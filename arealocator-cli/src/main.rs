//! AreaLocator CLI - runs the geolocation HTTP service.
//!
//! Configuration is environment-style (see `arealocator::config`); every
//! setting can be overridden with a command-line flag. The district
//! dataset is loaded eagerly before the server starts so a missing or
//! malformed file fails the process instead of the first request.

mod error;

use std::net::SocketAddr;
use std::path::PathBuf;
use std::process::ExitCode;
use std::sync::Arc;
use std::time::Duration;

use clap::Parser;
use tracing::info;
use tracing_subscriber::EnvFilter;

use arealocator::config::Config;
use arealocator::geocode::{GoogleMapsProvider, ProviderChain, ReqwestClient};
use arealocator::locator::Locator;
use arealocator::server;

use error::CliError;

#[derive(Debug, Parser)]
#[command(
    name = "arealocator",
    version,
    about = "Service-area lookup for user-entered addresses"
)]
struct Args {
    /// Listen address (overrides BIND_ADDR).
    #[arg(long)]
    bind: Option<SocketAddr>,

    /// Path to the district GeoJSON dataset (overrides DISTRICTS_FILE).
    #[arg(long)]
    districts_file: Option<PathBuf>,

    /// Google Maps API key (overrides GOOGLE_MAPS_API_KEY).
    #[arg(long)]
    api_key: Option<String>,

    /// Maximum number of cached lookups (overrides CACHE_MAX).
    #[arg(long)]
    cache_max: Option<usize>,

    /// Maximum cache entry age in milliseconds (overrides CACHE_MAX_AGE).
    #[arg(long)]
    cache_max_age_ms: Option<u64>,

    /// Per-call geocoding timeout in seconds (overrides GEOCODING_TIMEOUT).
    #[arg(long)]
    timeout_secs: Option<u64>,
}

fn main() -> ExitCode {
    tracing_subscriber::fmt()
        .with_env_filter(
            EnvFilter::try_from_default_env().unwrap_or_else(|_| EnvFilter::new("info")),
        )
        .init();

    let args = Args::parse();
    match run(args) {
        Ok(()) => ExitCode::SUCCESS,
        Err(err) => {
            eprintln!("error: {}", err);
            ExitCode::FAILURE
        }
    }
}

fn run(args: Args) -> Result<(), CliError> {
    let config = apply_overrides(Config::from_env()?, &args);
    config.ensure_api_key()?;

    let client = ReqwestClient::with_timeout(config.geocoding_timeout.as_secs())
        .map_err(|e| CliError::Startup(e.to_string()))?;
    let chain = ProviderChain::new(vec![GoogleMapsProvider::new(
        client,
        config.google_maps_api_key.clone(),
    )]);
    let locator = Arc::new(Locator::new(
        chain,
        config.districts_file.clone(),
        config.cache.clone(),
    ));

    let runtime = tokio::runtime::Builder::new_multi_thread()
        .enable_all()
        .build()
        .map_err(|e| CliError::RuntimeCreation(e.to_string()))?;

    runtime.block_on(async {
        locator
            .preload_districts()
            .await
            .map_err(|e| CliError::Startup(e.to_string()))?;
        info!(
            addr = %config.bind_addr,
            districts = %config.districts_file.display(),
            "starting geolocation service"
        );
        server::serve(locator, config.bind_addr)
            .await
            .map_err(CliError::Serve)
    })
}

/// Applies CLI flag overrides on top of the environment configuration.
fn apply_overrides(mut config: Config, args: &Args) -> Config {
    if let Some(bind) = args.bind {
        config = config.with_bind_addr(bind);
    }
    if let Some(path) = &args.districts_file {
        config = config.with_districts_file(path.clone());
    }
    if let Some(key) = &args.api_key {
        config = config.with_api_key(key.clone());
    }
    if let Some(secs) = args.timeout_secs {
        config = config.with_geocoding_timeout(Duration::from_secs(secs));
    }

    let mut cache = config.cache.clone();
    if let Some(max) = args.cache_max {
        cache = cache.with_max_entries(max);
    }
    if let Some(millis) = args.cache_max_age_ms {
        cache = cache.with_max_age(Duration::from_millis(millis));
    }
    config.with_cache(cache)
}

---

* Problem details
Quote only the stretch of lines that starts the data above and ends with the line containing "a missing or", both included.

* Task output
filename arealocator-cli/src/main.rs
//! AreaLocator CLI - runs the geolocation HTTP service.
//!
//! Configuration is environment-style (see `arealocator::config`); every
//! setting can be overridden with a command-line flag. The district
//! dataset is loaded eagerly before the server starts so a missing or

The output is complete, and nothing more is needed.